Methocinnamox

Clinical data
- Other names: MCAM; M-CAM
- Routes of administration: Intravenous, subcutaneous injection
- Drug class: Opioid receptor antagonist

Identifiers
- IUPAC name (E)-N-[(4R,4aS,7aR,12bR)-3-(Cyclopropylmethyl)-9-hydroxy-7-oxo-2,4,5,6,7a,13-hexahydro-1H-4,12-methanobenzofuro[3,2-e]isoquinolin-4a-yl]-3-(4-methylphenyl)prop-2-enamide;
- CAS Number: 117339-76-1;
- PubChem CID: 46877713;
- ChemSpider: 24673142;
- UNII: NNK2D3EB67;
- ChEMBL: ChEMBL610884;

Chemical and physical data
- Formula: C_{30}H_{32}N_{2}O_{4}
- Molar mass: 484.596 g·mol^{−1}
- 3D model (JSmol): Interactive image;
- SMILES CC1=CC=C(C=C1)/C=C/C(=O)N[C@@]23CCC(=O)[C@H]4[C@@]25CCN([C@@H]3CC6=C5C(=C(C=C6)O)O4)CC7CC7;
- InChI InChI=1S/C30H32N2O4/c1-18-2-4-19(5-3-18)8-11-25(35)31-30-13-12-23(34)28-29(30)14-15-32(17-20-6-7-20)24(30)16-21-9-10-22(33)27(36-28)26(21)29/h2-5,8-11,20,24,28,33H,6-7,12-17H2,1H3,(H,31,35)/b11-8+/t24-,28+,29+,30-/m1/s1; Key:PJOHVEQSYPOERL-SHEAVXILSA-N;

= Methocinnamox =

Opioid antagonist

Methocinnamox (MCAM) is an opioid receptor antagonist. It is a pseudo-irreversible non-competitive antagonist of the μ-opioid receptor and a competitive antagonist of the κ- and δ-opioid receptors. The drug has a very long duration of action of up to months with a single dose due to its pseudo-irreversibility. It is administered in animals by intravenous or subcutaneous injection.

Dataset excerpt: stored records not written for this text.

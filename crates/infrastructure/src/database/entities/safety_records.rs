use sea_orm::entity::prelude::*;
use serde::{Deserialize, Serialize};

#[derive(Clone, Debug, PartialEq, DeriveEntityModel, Serialize, Deserialize)]
#[sea_orm(table_name = "safety_records")]
pub struct Model {
    #[sea_orm(primary_key)]
    pub id: i32,
    pub nr_type: String,
    pub asset_name: String,
    #[sea_orm(column_type = "Text")]
    pub description: String,
    pub last_inspection: String,
    pub next_inspection: String,
    pub status: String,
    pub responsible: String,
    pub document_url: Option<String>,
}

#[derive(Copy, Clone, Debug, EnumIter, DeriveRelation)]
pub enum Relation {}

impl ActiveModelBehavior for ActiveModel {}
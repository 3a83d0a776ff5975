use application::{AdminGuard, FacilityStore};
use axum::http::HeaderMap;
use domain::DomainError;

/// Header carrying the shared administrator password
pub const ADMIN_PASSWORD_HEADER: &str = "x-admin-password";

pub struct AppState {
    pub store: FacilityStore,
    pub admin: AdminGuard,
}

impl AppState {
    pub fn new(store: FacilityStore, admin: AdminGuard) -> Self {
        Self { store, admin }
    }

    /// Destructive requests must present the admin password.
    pub fn require_admin(&self, headers: &HeaderMap) -> Result<(), DomainError> {
        let candidate = headers
            .get(ADMIN_PASSWORD_HEADER)
            .and_then(|v| v.to_str().ok())
            .unwrap_or_default();
        self.admin.verify(candidate)
    }
}
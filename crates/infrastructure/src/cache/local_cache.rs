use anyhow::Result;
use serde::Serialize;
use serde::de::DeserializeOwned;
use sqlx::{Pool, Sqlite, sqlite::SqlitePoolOptions};
use std::sync::Arc;
use std::time::Duration;
use tokio::sync::Mutex;
use tracing::warn;

/// Storage keys, one JSON document per collection.
/// Bump the suffix when the document shape changes.
pub mod keys {
    pub const RESERVATIONS: &str = "facility.reservations.v2";
    pub const EQUIPMENT: &str = "facility.equipment.v2";
    pub const EQUIPMENT_BLACKLIST: &str = "facility.equipment_blacklist.v1";
    pub const MAINTENANCE: &str = "facility.maintenance.v1";
    pub const SAFETY: &str = "facility.safety.v1";
}

/// Key-value store backing offline mode.
#[derive(Clone)]
pub struct LocalCache {
    pool: Pool<Sqlite>,
    // Serializes read-modify-write cycles on whole documents
    write_lock: Arc<Mutex<()>>,
}

impl LocalCache {
    pub async fn new(connection_string: &str) -> Result<Self> {
        let pool = SqlitePoolOptions::new()
            .max_connections(1) // SQLite is single-writer
            .min_connections(1)
            // An in-memory database lives exactly as long as its connection
            .idle_timeout(None::<Duration>)
            .max_lifetime(None::<Duration>)
            .connect(connection_string)
            .await?;

        // Initialize table
        sqlx::query(
            "CREATE TABLE IF NOT EXISTS kv_cache (
                key TEXT PRIMARY KEY,
                value TEXT NOT NULL,
                updated_at INTEGER NOT NULL
            )",
        )
        .execute(&pool)
        .await?;

        Ok(Self {
            pool,
            write_lock: Arc::new(Mutex::new(())),
        })
    }

    pub async fn in_memory() -> Result<Self> {
        Self::new("sqlite::memory:").await
    }

    pub async fn get_raw(&self, key: &str) -> Result<Option<String>> {
        let value: Option<String> = sqlx::query_scalar("SELECT value FROM kv_cache WHERE key = ?")
            .bind(key)
            .fetch_optional(&self.pool)
            .await?;
        Ok(value)
    }

    pub async fn put_raw(&self, key: &str, value: &str) -> Result<()> {
        sqlx::query(
            "INSERT INTO kv_cache (key, value, updated_at) VALUES (?, ?, strftime('%s','now'))
             ON CONFLICT(key) DO UPDATE SET value = excluded.value, updated_at = excluded.updated_at",
        )
        .bind(key)
        .bind(value)
        .execute(&self.pool)
        .await?;
        Ok(())
    }

    /// Decode the document under `key`. A missing or undecodable document
    /// yields `default()`; only storage failures are errors.
    pub async fn load<T, F>(&self, key: &str, default: F) -> Result<T>
    where
        T: DeserializeOwned,
        F: FnOnce() -> T,
    {
        let Some(raw) = self.get_raw(key).await? else {
            return Ok(default());
        };

        match serde_json::from_str(&raw) {
            Ok(value) => Ok(value),
            Err(e) => {
                warn!(key = %key, "Failed to decode cached document, using default: {}", e);
                Ok(default())
            }
        }
    }

    pub async fn store<T: Serialize>(&self, key: &str, value: &T) -> Result<()> {
        let raw = serde_json::to_string(value)?;
        self.put_raw(key, &raw).await
    }

    /// Load, modify and write back the document under `key` as one step.
    pub async fn update<T, R, D, F>(&self, key: &str, default: D, apply: F) -> Result<R>
    where
        T: Serialize + DeserializeOwned,
        D: FnOnce() -> T,
        F: FnOnce(&mut T) -> R,
    {
        let _guard = self.write_lock.lock().await;
        let mut value = self.load(key, default).await?;
        let result = apply(&mut value);
        self.store(key, &value).await?;
        Ok(result)
    }
}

It was first described in the scientific literature in 2000. It has not been studied in humans as of 2022. There is interest in methocinnamox in the potential treatment of opioid use disorder and opioid overdose due to its much longer-lasting and insurmountable effects relative to other opioid antagonists like naloxone and naltrexone. Clinical trials of the drug are expected.

Methocinnamox should not be confused with methoclocinnamox (MCCAM), which is a closely related but structurally different compound (chlorine instead of methyl on one of the benzene rings). The drug was derived via structural modification of buprenorphine.

==Pharmacology==
===Pharmacodynamics===
Methocinnamox is an opioid receptor antagonist, it works at the μ-opioid receptor. By acting as an antagonist, it binds to the receptor but does not activate it, thus blocking the action of agonists such as heroin and fentanyl. It is a pseudo-irreversible non-competitive antagonist of the μ-opioid receptor and a competitive antagonist of the κ- and δ-opioid receptors.

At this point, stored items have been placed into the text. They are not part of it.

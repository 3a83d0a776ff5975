use sea_orm::entity::prelude::*;
use serde::{Deserialize, Serialize};

#[derive(Clone, Debug, PartialEq, DeriveEntityModel, Serialize, Deserialize)]
#[sea_orm(table_name = "reservations")]
pub struct Model {
    #[sea_orm(primary_key)]
    pub id: i32,
    // Not a foreign key: scaffolding locations have no equipment row
    pub resource_id: String,
    pub resource_name: String,
    #[sea_orm(column_name = "type")]
    pub category: String,
    pub date: String,       // YYYY-MM-DD
    pub start_time: String, // HH:MM
    pub end_time: String,   // HH:MM
    pub requester: String,
    pub observation: Option<String>,
    pub scaffolding_type: Option<String>,
    #[sea_orm(column_type = "Double")]
    pub cost_saved: f64,
}

#[derive(Copy, Clone, Debug, EnumIter, DeriveRelation)]
pub enum Relation {}

impl ActiveModelBehavior for ActiveModel {}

Methocinnamox has affinity values for the opioid receptors of 0.6 nM for the μ-opioid receptor, 2.2 nM for the δ-opioid receptor, and 4.9 nM for the κ-opioid receptor. Hence, it has about 3.7-fold preferential affinity for the μ-opioid receptor over the δ-opioid receptor and about 8.2-fold higher affinity for the μ-opioid receptor over the κ-opioid receptor.

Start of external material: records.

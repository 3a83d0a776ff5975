use sea_orm_migration::prelude::*;

#[derive(DeriveMigrationName)]
pub struct Migration;

#[async_trait::async_trait]
impl MigrationTrait for Migration {
    async fn up(&self, manager: &SchemaManager) -> Result<(), DbErr> {
        // Create equipment table
        manager
            .create_table(
                Table::create()
                    .table(Equipment::Table)
                    .if_not_exists()
                    .col(
                        ColumnDef::new(Equipment::Id)
                            .integer()
                            .not_null()
                            .auto_increment()
                            .primary_key(),
                    )
                    .col(ColumnDef::new(Equipment::Name).string().not_null())
                    .col(ColumnDef::new(Equipment::Type).string().not_null())
                    .col(
                        ColumnDef::new(Equipment::IsActive)
                            .boolean()
                            .not_null()
                            .default(true),
                    )
                    .col(
                        ColumnDef::new(Equipment::CreatedAt)
                            .timestamp_with_time_zone()
                            .default(Expr::current_timestamp()),
                    )
                    .to_owned(),
            )
            .await?;

        // Create reservations table
        // Dates and times are kept as ISO text (YYYY-MM-DD / HH:MM)
        manager
            .create_table(
                Table::create()
                    .table(Reservations::Table)
                    .if_not_exists()
                    .col(
                        ColumnDef::new(Reservations::Id)
                            .integer()
                            .not_null()
                            .auto_increment()
                            .primary_key(),
                    )
                    .col(ColumnDef::new(Reservations::ResourceId).string().not_null())
                    .col(
                        ColumnDef::new(Reservations::ResourceName)
                            .string()
                            .not_null(),
                    )
                    .col(ColumnDef::new(Reservations::Type).string().not_null())
                    .col(ColumnDef::new(Reservations::Date).string_len(10).not_null())
                    .col(
                        ColumnDef::new(Reservations::StartTime)
                            .string_len(8)
                            .not_null(),
                    )
                    .col(ColumnDef::new(Reservations::EndTime).string_len(8).not_null())
                    .col(ColumnDef::new(Reservations::Requester).string().not_null())
                    .col(ColumnDef::new(Reservations::Observation).string())
                    .col(ColumnDef::new(Reservations::ScaffoldingType).string())
                    .col(
                        ColumnDef::new(Reservations::CostSaved)
                            .double()
                            .not_null()
                            .default(0.0),
                    )
                    .col(
                        ColumnDef::new(Reservations::CreatedAt)
                            .timestamp_with_time_zone()
                            .default(Expr::current_timestamp()),
                    )
                    .to_owned(),
            )
            .await?;

        manager
            .create_index(
                Index::create()
                    .if_not_exists()
                    .name("idx_reservations_date_resource")
                    .table(Reservations::Table)
                    .col(Reservations::Date)
                    .col(Reservations::ResourceId)
                    .to_owned(),
            )
            .await?;

        // Create maintenance_orders table
        manager
            .create_table(
                Table::create()
                    .table(MaintenanceOrders::Table)
                    .if_not_exists()
                    .col(
                        ColumnDef::new(MaintenanceOrders::Id)
                            .integer()
                            .not_null()
                            .auto_increment()
                            .primary_key(),
                    )
                    .col(ColumnDef::new(MaintenanceOrders::Type).string().not_null())
                    .col(
                        ColumnDef::new(MaintenanceOrders::ItemName)
                            .string()
                            .not_null(),
                    )
                    .col(
                        ColumnDef::new(MaintenanceOrders::Description)
                            .text()
                            .not_null()
                            .default(""),
                    )
                    .col(
                        ColumnDef::new(MaintenanceOrders::Status)
                            .string()
                            .not_null()
                            .default("pending"),
                    )
                    .col(
                        ColumnDef::new(MaintenanceOrders::CostSaved)
                            .double()
                            .not_null()
                            .default(0.0),
                    )
                    .col(ColumnDef::new(MaintenanceOrders::Technician).string())
                    .col(
                        ColumnDef::new(MaintenanceOrders::EntryDate)
                            .string_len(10)
                            .not_null(),
                    )
                    .col(ColumnDef::new(MaintenanceOrders::CompletionDate).string_len(10))
                    .col(
                        ColumnDef::new(MaintenanceOrders::CreatedAt)
                            .timestamp_with_time_zone()
                            .default(Expr::current_timestamp()),
                    )
                    .to_owned(),
            )
            .await?;

        // Create safety_records table
        manager
            .create_table(
                Table::create()
                    .table(SafetyRecords::Table)
                    .if_not_exists()
                    .col(
                        ColumnDef::new(SafetyRecords::Id)
                            .integer()
                            .not_null()
                            .auto_increment()
                            .primary_key(),
                    )
                    .col(ColumnDef::new(SafetyRecords::NrType).string().not_null())
                    .col(ColumnDef::new(SafetyRecords::AssetName).string().not_null())
                    .col(
                        ColumnDef::new(SafetyRecords::Description)
                            .text()
                            .not_null()
                            .default(""),
                    )
                    .col(
                        ColumnDef::new(SafetyRecords::LastInspection)
                            .string_len(10)
                            .not_null(),
                    )
                    .col(
                        ColumnDef::new(SafetyRecords::NextInspection)
                            .string_len(10)
                            .not_null(),
                    )
                    .col(
                        ColumnDef::new(SafetyRecords::Status)
                            .string()
                            .not_null()
                            .default("compliant"),
                    )
                    .col(
                        ColumnDef::new(SafetyRecords::Responsible)
                            .string()
                            .not_null(),
                    )
                    .col(ColumnDef::new(SafetyRecords::DocumentUrl).string())
                    .col(
                        ColumnDef::new(SafetyRecords::CreatedAt)
                            .timestamp_with_time_zone()
                            .default(Expr::current_timestamp()),
                    )
                    .to_owned(),
            )
            .await?;

        Ok(())
    }

    async fn down(&self, manager: &SchemaManager) -> Result<(), DbErr> {
        manager
            .drop_table(Table::drop().table(SafetyRecords::Table).to_owned())
            .await?;

        manager
            .drop_table(Table::drop().table(MaintenanceOrders::Table).to_owned())
            .await?;

        manager
            .drop_table(Table::drop().table(Reservations::Table).to_owned())
            .await?;

        manager
            .drop_table(Table::drop().table(Equipment::Table).to_owned())
            .await?;

        Ok(())
    }
}

#[derive(DeriveIden)]
enum Equipment {
    Table,
    Id,
    Name,
    Type,
    IsActive,
    CreatedAt,
}

#[derive(DeriveIden)]
enum Reservations {
    Table,
    Id,
    ResourceId,
    ResourceName,
    Type,
    Date,
    StartTime,
    EndTime,
    Requester,
    Observation,
    ScaffoldingType,
    CostSaved,
    CreatedAt,
}

#[derive(DeriveIden)]
enum MaintenanceOrders {
    Table,
    Id,
    Type,
    ItemName,
    Description,
    Status,
    CostSaved,
    Technician,
    EntryDate,
    CompletionDate,
    CreatedAt,
}

#[derive(DeriveIden)]
enum SafetyRecords {
    Table,
    Id,
    NrType,
    AssetName,
    Description,
    LastInspection,
    NextInspection,
    Status,
    Responsible,
    DocumentUrl,
    CreatedAt,
}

The antagonism of the μ-opioid receptor by methocinnamox is not irreversible as the drug does not form a covalent bond with the receptor. This is in contrast to prototypical μ-opioid receptor alkylating agents like β-funaltrexamine and β-chlornaltrexamine. However, in spite of its lack of covalent binding to the μ-opioid receptor, methocinnamox appears to not dissociate from the μ-opioid receptor or dissociates from it extremely slowly. Hence, methocinnamox has been described as a pseudo-irreversible antagonist of the μ-opioid receptor or as a "functionally irreversible" antagonist. The mechanism underlying the pseudo-irreversible antagonism of methocinnamox hasn't been fully elucidated. Also unlike irreversible μ-opioid receptor antagonists like β-funaltrexamine and β-chlornaltrexamine, methocinnamox lacks κ-opioid receptor agonism and is more selective for the μ-opioid receptor in its actions.

Methocinnamox has been found to bind to two distinct sites on the μ-opioid receptor. It binds to the orthosteric site as a pseudo-irreversible and non-competitive antagonist, thereby directly blocking opioid binding. In addition, methocinnamox has been found to bind to and act as an antagonist of an unknown allosteric site on the μ-opioid receptor with lower affinity that modulates the affinity and/or intrinsic activity of orthosteric μ-opioid receptor agonists.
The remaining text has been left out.